Kate 16:56 on 2023-03-23 Permalink
I’m not sure what to think. A lot of North Americans hold onto a vague family tradition of having Indigenous ancestry which can’t be tested by genealogical methods. We’ve seen numerous cases of people occupying positions that implicitly or even explicitly required a person of Indigenous background, then being dismissed once the claim is shown to be unsubstantiated.
I’m not convinced all these people were consciously lying. Some may have been carrying forward a family myth they had no reason to doubt – but how do you tell? DNA testing seems crass, but it comes closer to establishing the facts than a vaguely remembered famiiy tree does. The problem is that nobody wants to say “Only those with minimum 50% Indigenous ancestry need apply.”
jeather 17:06 on 2023-03-23 Permalink
It’s surely up to the community itself to decide who they claim and who they don’t. Especially with residential schools, which broke a lot of “brought up as part of the community” chains.
This article, about Indigenous vs Pretendian professors at universities, also includes some suggestions.
EmilyG 19:49 on 2023-03-23 Permalink
Yes, a community claiming someone is important.
Yes, I’m familiar with the phenomenon of “pretendians.” I don’t know if this is the case here or not. It does say she’s from an Innu community.

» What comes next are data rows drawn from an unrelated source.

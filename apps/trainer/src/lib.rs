pub mod cli;
pub mod config;
pub mod db;
pub mod services;

use clap::Parser;
use tracing_subscriber::{layer::SubscriberExt, util::SubscriberInitExt};
use vocab_core::algorithm::IntervalLadder;
use vocab_core::clock::{Clock, SystemClock};
use vocab_core::types::{Direction, ItemKind};

use crate::cli::{Cli, Command};
use crate::config::Config;
use crate::db::{SqliteRepository, UserRepository};
use crate::services::{AccountService, StudyService};

/// Parse the command line and run it.
pub fn run() -> anyhow::Result<()> {
    run_with(Cli::parse())
}

/// Open the database, run `cli`'s command, and report what is due today.
pub fn run_with(cli: Cli) -> anyhow::Result<()> {
    dotenvy::dotenv().ok();
    let config = Config::from_env()?;

    tracing_subscriber::registry()
        .with(tracing_subscriber::EnvFilter::new(&config.log_filter))
        .with(tracing_subscriber::fmt::layer())
        .init();

    if let Some(parent) = config.database_path.parent() {
        std::fs::create_dir_all(parent)?;
    }

    tracing::info!("Opening database at {}", config.database_path.display());
    let repository = SqliteRepository::open(&config.database_path)?;

    if let Command::Register { names } = cli.action() {
        let accounts = AccountService::new(&repository, &config.default_intervals);
        for name in names {
            let user = accounts.register(name)?;
            tracing::info!(user_id = user.id, name = %user.name, "registered user");
        }
    }

    if cli.prune || config.prune_unused_intervals {
        services::prune_unused_intervals(&repository)?;
    }

    let clock = SystemClock::new(config.daily_reset_hour);
    let algorithm = IntervalLadder::new(config.forgotten_policy);
    let study = StudyService::new(&repository, &clock, &algorithm);

    let user_ids = repository.list_user_ids()?;
    tracing::info!(
        "Study date {} ({} users, failed repetitions: {})",
        clock.today(),
        user_ids.len(),
        config.forgotten_policy.as_str()
    );
    for user_id in user_ids {
        for direction in Direction::ALL {
            tracing::info!(
                user_id,
                direction = direction.as_str(),
                words = study.count_due(ItemKind::Word, user_id, direction)?,
                expressions = study.count_due(ItemKind::Expression, user_id, direction)?,
                "due for repetition"
            );
        }
    }

    Ok(())
}
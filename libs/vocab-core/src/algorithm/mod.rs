//! Repetition scheduling over a user's interval registry.

pub mod ladder;

use crate::types::{Outcome, RepeatSchedule};
use chrono::NaiveDate;
use std::collections::BTreeSet;

pub use ladder::{ForgottenPolicy, IntervalLadder};

/// Result of scheduling an item after a repetition.
#[derive(Debug, Clone, Copy, PartialEq, Eq)]
pub struct SchedulingResult {
    pub previous: RepeatSchedule,
    pub schedule: RepeatSchedule,
}

impl SchedulingResult {
    pub fn next_repeat_date(&self) -> NaiveDate {
        self.schedule.next_repeat_date()
    }
}

/// Trait for repetition algorithms.
pub trait RepetitionAlgorithm: Send + Sync {
    /// Algorithm identifier.
    fn name(&self) -> &'static str;

    /// Calculate the schedule after a repetition on `today`.
    ///
    /// `registered` is the owner's interval registry; the returned interval is
    /// always one of its members.
    fn schedule(
        &self,
        state: &RepeatSchedule,
        outcome: Outcome,
        registered: &BTreeSet<i64>,
        today: NaiveDate,
    ) -> SchedulingResult;
}
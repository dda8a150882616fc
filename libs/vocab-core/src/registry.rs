//! Rules for a user's interval registry.
//!
//! Persistence lives elsewhere; this module decides what an edit means so the
//! store only has to execute it inside a transaction.

use std::collections::BTreeSet;

use crate::error::{Result, VocabError};

/// Shortest allowed interval, in days.
pub const MIN_INTERVAL: i64 = 1;

/// Reject intervals shorter than [`MIN_INTERVAL`].
pub fn validate_interval(interval: i64) -> Result<i64> {
    if interval < MIN_INTERVAL {
        return Err(VocabError::InvalidParameter(format!(
            "interval must be >= {MIN_INTERVAL}, got {interval}"
        )));
    }
    Ok(interval)
}

/// Validate every interval of a batch before anything is written.
///
/// Duplicates are left to the store's unique constraint.
pub fn validate_batch(intervals: &[i64]) -> Result<()> {
    intervals
        .iter()
        .try_for_each(|&interval| validate_interval(interval).map(drop))
}

/// What `replace(old, new)` does to the registry once schedules are repointed.
#[derive(Debug, Clone, Copy, PartialEq, Eq)]
pub enum ReplacePlan {
    /// `old == new`: nothing is touched.
    Unchanged,
    /// `new` is not registered yet: the `old` entry is renamed in place.
    Rename { from: i64, to: i64 },
    /// `new` is already registered: the `old` entry is dropped.
    Merge { from: i64, into: i64 },
}

impl ReplacePlan {
    pub fn is_unchanged(&self) -> bool {
        matches!(self, Self::Unchanged)
    }
}

/// Decide how to replace `old` with `new` in `registered`.
pub fn plan_replace(registered: &BTreeSet<i64>, old: i64, new: i64) -> Result<ReplacePlan> {
    validate_interval(new)?;
    if !registered.contains(&old) {
        return Err(VocabError::InvalidParameter(format!(
            "interval {old} is not registered"
        )));
    }

    Ok(if old == new {
        ReplacePlan::Unchanged
    } else if registered.contains(&new) {
        ReplacePlan::Merge {
            from: old,
            into: new,
        }
    } else {
        ReplacePlan::Rename { from: old, to: new }
    })
}

/// Smallest registered interval strictly greater than `current`.
pub fn next_interval(registered: &BTreeSet<i64>, current: i64) -> Option<i64> {
    registered.range(current.saturating_add(1)..).next().copied()
}

/// Smallest registered interval, used for new items and reset schedules.
pub fn shortest_interval(registered: &BTreeSet<i64>) -> Option<i64> {
    registered.first().copied()
}

#[cfg(test)]
mod tests {
    use super::*;

    fn registry(values: &[i64]) -> BTreeSet<i64> {
        values.iter().copied().collect()
    }

    #[test]
    fn validate_rejects_non_positive() {
        assert!(validate_interval(1).is_ok());
        assert!(matches!(validate_interval(0), Err(VocabError::InvalidParameter(_))));
        assert!(matches!(validate_interval(-3), Err(VocabError::InvalidParameter(_))));
    }

    #[test]
    fn validate_batch_fails_on_any_invalid_member() {
        assert!(validate_batch(&[]).is_ok());
        assert!(validate_batch(&[1, 3, 5]).is_ok());
        assert!(validate_batch(&[1, 0, 5]).is_err());
    }

    #[test]
    fn plan_rename_when_new_is_free() {
        let plan = plan_replace(&registry(&[1, 3, 5, 10]), 10, 30).unwrap();
        assert_eq!(plan, ReplacePlan::Rename { from: 10, to: 30 });
    }

    #[test]
    fn plan_merge_when_new_is_taken() {
        let plan = plan_replace(&registry(&[1, 3, 5, 10]), 10, 5).unwrap();
        assert_eq!(plan, ReplacePlan::Merge { from: 10, into: 5 });
    }

    #[test]
    fn plan_unchanged_for_same_value() {
        let plan = plan_replace(&registry(&[1, 3]), 3, 3).unwrap();
        assert!(plan.is_unchanged());
    }

    #[test]
    fn plan_rejects_unregistered_old_and_invalid_new() {
        let reg = registry(&[1, 3]);
        assert!(matches!(plan_replace(&reg, 4, 8), Err(VocabError::InvalidParameter(_))));
        assert!(matches!(plan_replace(&reg, 4, 4), Err(VocabError::InvalidParameter(_))));
        assert!(matches!(plan_replace(&reg, 3, 0), Err(VocabError::InvalidParameter(_))));
    }

    #[test]
    fn next_interval_is_strictly_greater() {
        let reg = registry(&[1, 3, 5, 11]);
        assert_eq!(next_interval(&reg, 3), Some(5));
        assert_eq!(next_interval(&reg, 4), Some(5));
        assert_eq!(next_interval(&reg, 11), None);
        assert_eq!(next_interval(&reg, i64::MAX), None);
    }

    #[test]
    fn shortest_interval_of_empty_registry() {
        assert_eq!(shortest_interval(&registry(&[])), None);
        assert_eq!(shortest_interval(&registry(&[7, 2, 9])), Some(2));
    }
}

I’m not an expert on the subject, but I’ve learned a bit about Indigenous history. I think that some of the confusion over who is Indigenous might stem from the way the Indian Act and Indian status used to be. Like how non-Indigenous people could sometimes gain status, or Indigenous people could lose status, based on who they married. And I think at one point the Indian Act called anyone of mixed Native and non-Native parents “Metis” (even though this is actually the name of a specific Indigenous group.)
So these things might lead to someone thinking they’re considered Indigenous, when it’ s not the case.
Also, DNA tests, when used to try to to tell what ethnicity someone is, are notoriously unreliable. I’ve heard of the same person getting different results at different times, identical twins getting really different results from each other, and someone sending in a sample from their dog where the testers didn’t realize it wasn’t a human.
Chris 09:14 on 2023-03-24 Permalink
>It’s surely up to the community itself
That’s circular. Who’s a member of the community? Who decides who’s a member of the community?
>Yes, I’m familiar with the phenomenon of “pretendians.”
I can’t help but think a Martian observer would find it odd that we heap scorn on transracialism but heap praise on transgenerism.
EmilyG 10:29 on 2023-03-24 Permalink
Chris, your snark and bigoted sarcasm adds nothing to the discussion.
Kate 10:44 on 2023-03-24 Permalink
Emily, I don’t think Chris is actually out of bounds here, but he should know that the second question has been declared an untenable one in current civilized discourse.
qatzelok 10:50 on 2023-03-24 Permalink
Chris has added another angle to the discussion and a new perspective.
If that “adds nothing” to a discussion, what is everyone supposed to do, agree all the time on everything? Is that what ‘discussing’ means? Read and regurgitate?
jeather 11:27 on 2023-03-24 Permalink
I have no idea what Fontaine’s background is and did not mean to suggest anything about her, I was responding to “how do you know”.
The community decides who is a member. Yes, it’s circular. How do friend groups decide who are friends, how do families define families, etc. Not all groups are defined this way, there are multiple ways to define a group. But this is not inherently worse (or better) than the other ways.
I’m sure you’re capable of googling the differences between being transgender and transracialism.